DATA: Begin

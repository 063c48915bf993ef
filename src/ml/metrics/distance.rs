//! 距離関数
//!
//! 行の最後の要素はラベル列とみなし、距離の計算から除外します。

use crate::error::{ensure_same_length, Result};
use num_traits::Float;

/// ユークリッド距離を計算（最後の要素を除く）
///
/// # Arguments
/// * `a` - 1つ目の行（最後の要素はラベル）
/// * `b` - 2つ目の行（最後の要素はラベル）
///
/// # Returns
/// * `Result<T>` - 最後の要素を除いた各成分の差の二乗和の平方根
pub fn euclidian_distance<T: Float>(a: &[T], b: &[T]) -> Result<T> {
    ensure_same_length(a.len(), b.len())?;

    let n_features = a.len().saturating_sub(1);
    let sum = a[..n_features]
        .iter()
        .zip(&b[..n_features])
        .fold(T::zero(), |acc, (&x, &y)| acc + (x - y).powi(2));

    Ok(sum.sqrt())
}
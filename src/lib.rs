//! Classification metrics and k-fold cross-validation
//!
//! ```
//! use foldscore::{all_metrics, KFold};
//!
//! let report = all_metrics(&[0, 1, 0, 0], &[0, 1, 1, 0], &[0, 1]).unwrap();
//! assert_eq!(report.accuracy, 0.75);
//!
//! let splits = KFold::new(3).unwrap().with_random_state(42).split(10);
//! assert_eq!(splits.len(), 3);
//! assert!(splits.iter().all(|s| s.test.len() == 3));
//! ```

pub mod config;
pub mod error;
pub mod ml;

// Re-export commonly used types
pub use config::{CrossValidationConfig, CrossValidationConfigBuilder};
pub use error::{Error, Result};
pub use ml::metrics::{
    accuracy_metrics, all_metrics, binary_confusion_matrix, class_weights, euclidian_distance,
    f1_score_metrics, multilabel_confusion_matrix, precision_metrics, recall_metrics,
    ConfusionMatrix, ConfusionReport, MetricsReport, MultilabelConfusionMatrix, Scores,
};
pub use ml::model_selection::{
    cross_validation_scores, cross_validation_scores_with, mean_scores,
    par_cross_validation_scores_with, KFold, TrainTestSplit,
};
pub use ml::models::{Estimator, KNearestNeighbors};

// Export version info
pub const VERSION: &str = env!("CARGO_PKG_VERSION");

DATA: End

• WORK TASK:
Print, please, the lines above from the very first through the one that holds "ensure_same_length(a.len(), b.len())?;", both included, word for word and with nothing else.

• SOLVED EXERCISE:
repository 063c48915bf993ef
filename src/ml/metrics/distance.rs
//! 距離関数
//!
//! 行の最後の要素はラベル列とみなし、距離の計算から除外します。

use crate::error::{ensure_same_length, Result};
use num_traits::Float;

/// ユークリッド距離を計算（最後の要素を除く）
///
/// # Arguments
/// * `a` - 1つ目の行（最後の要素はラベル）
/// * `b` - 2つ目の行（最後の要素はラベル）
///
/// # Returns
/// * `Result<T>` - 最後の要素を除いた各成分の差の二乗和の平方根
pub fn euclidian_distance<T: Float>(a: &[T], b: &[T]) -> Result<T> {
    ensure_same_length(a.len(), b.len())?;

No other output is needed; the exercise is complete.